(Data supplied)

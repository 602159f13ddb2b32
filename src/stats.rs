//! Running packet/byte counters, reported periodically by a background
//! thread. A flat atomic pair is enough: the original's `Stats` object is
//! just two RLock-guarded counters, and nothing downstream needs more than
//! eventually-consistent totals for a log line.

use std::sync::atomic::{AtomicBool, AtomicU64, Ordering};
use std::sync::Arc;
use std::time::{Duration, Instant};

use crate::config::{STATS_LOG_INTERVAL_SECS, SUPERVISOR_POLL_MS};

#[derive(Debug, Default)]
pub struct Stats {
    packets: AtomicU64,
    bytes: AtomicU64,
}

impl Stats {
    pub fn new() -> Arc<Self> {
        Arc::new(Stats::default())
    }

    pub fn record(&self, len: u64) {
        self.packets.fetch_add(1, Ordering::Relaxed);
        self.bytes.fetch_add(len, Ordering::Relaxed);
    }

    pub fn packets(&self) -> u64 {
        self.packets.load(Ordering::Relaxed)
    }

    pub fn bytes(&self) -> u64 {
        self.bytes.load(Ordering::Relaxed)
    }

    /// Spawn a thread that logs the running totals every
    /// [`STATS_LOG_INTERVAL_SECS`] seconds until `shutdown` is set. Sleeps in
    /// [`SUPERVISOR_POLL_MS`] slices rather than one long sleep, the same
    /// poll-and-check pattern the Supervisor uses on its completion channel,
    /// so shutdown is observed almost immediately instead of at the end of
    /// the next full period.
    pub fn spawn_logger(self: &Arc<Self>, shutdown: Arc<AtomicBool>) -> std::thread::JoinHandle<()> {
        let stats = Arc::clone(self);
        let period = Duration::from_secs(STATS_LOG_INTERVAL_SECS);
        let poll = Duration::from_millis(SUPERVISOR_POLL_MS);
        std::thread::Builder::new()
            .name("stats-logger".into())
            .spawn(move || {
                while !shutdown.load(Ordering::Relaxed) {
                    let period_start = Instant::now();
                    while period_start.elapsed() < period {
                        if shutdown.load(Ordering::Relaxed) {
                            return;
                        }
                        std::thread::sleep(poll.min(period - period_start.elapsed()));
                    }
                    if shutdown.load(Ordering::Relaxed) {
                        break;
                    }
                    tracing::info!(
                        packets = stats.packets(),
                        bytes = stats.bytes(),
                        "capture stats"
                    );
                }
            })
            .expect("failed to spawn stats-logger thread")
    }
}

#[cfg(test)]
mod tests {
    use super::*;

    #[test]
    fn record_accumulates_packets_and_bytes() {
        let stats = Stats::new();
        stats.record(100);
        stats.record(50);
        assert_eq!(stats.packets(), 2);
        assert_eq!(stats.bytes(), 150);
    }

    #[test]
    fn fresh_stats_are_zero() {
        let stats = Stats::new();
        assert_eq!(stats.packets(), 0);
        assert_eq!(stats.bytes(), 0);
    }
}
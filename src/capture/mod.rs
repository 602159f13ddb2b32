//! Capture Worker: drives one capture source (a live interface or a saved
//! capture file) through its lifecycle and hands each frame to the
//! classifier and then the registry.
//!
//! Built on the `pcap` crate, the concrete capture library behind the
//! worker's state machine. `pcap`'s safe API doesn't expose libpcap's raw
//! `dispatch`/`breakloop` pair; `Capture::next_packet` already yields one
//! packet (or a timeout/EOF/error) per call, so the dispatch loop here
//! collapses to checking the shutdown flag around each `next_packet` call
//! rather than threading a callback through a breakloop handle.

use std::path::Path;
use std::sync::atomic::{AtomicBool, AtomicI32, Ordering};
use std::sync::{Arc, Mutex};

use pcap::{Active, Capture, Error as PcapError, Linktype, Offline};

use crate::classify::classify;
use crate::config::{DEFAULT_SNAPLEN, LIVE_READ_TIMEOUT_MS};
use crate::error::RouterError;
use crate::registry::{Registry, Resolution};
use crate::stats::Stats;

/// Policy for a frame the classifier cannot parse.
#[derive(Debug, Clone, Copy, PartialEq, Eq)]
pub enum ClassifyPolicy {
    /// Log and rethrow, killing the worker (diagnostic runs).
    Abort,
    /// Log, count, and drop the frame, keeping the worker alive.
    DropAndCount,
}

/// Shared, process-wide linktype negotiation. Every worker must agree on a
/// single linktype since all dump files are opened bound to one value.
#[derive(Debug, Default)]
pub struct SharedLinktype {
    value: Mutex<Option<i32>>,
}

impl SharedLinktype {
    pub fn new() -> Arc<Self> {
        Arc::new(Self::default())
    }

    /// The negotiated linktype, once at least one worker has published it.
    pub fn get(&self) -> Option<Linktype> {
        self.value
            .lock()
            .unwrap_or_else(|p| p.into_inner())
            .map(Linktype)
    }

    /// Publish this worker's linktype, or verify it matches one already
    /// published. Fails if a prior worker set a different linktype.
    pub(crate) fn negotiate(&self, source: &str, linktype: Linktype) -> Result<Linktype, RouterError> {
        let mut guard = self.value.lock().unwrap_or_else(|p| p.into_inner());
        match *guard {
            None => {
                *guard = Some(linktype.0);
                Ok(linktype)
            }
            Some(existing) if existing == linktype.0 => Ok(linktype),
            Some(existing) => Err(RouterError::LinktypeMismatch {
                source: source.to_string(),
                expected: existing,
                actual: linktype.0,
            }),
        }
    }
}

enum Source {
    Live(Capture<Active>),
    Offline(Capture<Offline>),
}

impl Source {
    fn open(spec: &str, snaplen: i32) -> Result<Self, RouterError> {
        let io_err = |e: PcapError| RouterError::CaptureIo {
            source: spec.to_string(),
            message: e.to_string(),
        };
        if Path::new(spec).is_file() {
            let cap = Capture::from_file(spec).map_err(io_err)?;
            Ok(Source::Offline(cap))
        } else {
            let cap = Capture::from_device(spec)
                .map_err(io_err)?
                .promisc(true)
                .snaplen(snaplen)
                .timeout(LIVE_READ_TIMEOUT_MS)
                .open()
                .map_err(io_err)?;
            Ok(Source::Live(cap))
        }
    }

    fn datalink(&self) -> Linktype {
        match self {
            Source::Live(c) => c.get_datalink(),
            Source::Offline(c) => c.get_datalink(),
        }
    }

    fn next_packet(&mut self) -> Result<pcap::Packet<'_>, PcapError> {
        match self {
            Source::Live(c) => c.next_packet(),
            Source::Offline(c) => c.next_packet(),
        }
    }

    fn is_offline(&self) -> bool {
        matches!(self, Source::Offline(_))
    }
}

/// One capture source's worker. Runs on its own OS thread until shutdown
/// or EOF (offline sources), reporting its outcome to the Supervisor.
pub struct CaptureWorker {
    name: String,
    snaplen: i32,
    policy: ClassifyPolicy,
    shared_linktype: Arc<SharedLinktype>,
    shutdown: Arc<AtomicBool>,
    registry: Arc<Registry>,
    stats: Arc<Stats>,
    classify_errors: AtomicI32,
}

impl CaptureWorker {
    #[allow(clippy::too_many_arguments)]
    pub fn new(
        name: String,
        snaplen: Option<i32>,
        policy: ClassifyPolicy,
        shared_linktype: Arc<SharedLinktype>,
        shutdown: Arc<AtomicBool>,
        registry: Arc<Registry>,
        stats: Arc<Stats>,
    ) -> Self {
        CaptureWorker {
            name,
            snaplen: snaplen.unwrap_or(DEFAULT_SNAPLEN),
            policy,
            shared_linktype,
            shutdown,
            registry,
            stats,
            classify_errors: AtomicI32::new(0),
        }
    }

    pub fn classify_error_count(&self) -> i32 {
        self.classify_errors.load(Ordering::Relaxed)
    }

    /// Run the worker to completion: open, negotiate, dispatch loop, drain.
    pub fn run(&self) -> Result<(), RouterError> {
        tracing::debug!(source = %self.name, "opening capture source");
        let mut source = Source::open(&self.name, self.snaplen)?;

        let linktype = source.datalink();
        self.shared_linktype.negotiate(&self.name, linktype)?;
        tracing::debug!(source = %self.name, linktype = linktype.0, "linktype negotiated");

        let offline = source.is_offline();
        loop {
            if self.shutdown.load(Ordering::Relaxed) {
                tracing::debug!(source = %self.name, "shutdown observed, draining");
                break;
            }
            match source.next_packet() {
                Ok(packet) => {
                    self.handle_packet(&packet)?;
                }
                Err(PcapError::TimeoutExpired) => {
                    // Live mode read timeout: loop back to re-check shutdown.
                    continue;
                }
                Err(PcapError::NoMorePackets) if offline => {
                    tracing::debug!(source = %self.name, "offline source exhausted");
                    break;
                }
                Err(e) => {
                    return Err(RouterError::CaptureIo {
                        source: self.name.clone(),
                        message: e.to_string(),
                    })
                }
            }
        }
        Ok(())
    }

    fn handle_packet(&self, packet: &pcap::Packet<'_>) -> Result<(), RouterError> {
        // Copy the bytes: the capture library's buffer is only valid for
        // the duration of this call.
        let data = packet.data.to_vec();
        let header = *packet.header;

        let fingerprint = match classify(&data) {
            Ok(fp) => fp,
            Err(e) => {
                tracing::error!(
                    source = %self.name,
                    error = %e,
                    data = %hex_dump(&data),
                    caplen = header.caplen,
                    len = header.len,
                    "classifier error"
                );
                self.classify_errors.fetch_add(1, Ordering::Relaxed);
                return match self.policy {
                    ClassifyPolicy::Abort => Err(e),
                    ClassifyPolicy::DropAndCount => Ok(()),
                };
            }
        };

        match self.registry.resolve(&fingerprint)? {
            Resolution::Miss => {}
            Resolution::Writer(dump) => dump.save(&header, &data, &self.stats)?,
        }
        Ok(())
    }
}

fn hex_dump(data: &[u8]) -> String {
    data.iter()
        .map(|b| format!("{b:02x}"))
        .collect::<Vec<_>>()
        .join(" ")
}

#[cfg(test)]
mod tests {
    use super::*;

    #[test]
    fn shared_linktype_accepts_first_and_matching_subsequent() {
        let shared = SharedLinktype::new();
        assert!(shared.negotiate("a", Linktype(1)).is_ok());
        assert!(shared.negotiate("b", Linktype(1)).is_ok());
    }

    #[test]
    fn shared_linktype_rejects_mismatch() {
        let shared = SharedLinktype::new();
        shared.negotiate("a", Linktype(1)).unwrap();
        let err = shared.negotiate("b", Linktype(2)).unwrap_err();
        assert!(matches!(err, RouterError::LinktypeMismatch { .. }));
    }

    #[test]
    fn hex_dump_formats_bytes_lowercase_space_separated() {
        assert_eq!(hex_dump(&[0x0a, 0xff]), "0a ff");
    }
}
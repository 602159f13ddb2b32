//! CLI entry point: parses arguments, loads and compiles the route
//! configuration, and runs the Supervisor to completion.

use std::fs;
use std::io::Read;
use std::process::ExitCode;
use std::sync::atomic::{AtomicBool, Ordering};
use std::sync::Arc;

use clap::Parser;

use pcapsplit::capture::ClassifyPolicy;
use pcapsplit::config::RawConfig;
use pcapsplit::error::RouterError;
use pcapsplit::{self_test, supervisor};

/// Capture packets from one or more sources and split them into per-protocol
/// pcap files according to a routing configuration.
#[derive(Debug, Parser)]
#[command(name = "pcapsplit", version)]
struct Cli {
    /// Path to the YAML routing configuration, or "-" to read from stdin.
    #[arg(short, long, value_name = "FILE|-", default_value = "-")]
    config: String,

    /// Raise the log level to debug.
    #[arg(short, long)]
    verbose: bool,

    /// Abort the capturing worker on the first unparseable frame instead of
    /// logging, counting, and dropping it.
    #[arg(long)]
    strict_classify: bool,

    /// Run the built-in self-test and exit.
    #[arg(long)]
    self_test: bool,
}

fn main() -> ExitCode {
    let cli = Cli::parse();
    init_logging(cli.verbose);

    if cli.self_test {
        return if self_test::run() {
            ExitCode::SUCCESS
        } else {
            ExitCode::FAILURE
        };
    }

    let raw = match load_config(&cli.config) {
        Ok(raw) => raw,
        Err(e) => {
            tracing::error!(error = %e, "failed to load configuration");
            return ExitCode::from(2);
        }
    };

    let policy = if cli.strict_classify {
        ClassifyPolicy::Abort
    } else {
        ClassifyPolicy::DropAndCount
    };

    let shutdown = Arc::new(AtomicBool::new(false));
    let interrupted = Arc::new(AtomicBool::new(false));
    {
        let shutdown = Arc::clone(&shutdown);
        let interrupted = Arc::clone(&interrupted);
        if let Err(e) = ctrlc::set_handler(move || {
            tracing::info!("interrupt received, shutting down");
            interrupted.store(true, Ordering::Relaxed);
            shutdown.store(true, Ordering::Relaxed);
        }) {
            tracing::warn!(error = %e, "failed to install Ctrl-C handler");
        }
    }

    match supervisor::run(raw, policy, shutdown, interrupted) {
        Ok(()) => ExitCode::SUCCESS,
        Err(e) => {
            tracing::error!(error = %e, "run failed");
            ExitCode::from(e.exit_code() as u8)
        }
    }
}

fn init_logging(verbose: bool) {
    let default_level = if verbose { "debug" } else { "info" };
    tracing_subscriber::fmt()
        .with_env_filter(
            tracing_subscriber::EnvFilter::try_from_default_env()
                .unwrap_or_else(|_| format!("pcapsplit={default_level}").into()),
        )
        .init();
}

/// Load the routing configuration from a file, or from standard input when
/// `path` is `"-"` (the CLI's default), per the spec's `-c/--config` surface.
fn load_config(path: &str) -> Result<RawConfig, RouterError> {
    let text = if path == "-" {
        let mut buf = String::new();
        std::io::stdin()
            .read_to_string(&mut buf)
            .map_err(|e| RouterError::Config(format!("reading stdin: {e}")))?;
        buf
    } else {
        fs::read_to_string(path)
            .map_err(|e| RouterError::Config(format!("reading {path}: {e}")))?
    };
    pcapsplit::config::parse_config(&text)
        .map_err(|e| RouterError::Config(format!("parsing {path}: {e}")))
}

(Task prompt)
Beginning at the first line of the records, retype exactly every line up to and including the one with "let period = Duration::from_secs(STATS_LOG_INTERVAL_SECS);".

(Task solution)
repository 602159f13ddb2b32
filename src/stats.rs
//! Running packet/byte counters, reported periodically by a background
//! thread. A flat atomic pair is enough: the original's `Stats` object is
//! just two RLock-guarded counters, and nothing downstream needs more than
//! eventually-consistent totals for a log line.

use std::sync::atomic::{AtomicBool, AtomicU64, Ordering};
use std::sync::Arc;
use std::time::{Duration, Instant};

use crate::config::{STATS_LOG_INTERVAL_SECS, SUPERVISOR_POLL_MS};

#[derive(Debug, Default)]
pub struct Stats {
    packets: AtomicU64,
    bytes: AtomicU64,
}

impl Stats {
    pub fn new() -> Arc<Self> {
        Arc::new(Stats::default())
    }

    pub fn record(&self, len: u64) {
        self.packets.fetch_add(1, Ordering::Relaxed);
        self.bytes.fetch_add(len, Ordering::Relaxed);
    }

    pub fn packets(&self) -> u64 {
        self.packets.load(Ordering::Relaxed)
    }

    pub fn bytes(&self) -> u64 {
        self.bytes.load(Ordering::Relaxed)
    }

    /// Spawn a thread that logs the running totals every
    /// [`STATS_LOG_INTERVAL_SECS`] seconds until `shutdown` is set. Sleeps in
    /// [`SUPERVISOR_POLL_MS`] slices rather than one long sleep, the same
    /// poll-and-check pattern the Supervisor uses on its completion channel,
    /// so shutdown is observed almost immediately instead of at the end of
    /// the next full period.
    pub fn spawn_logger(self: &Arc<Self>, shutdown: Arc<AtomicBool>) -> std::thread::JoinHandle<()> {
        let stats = Arc::clone(self);
        let period = Duration::from_secs(STATS_LOG_INTERVAL_SECS);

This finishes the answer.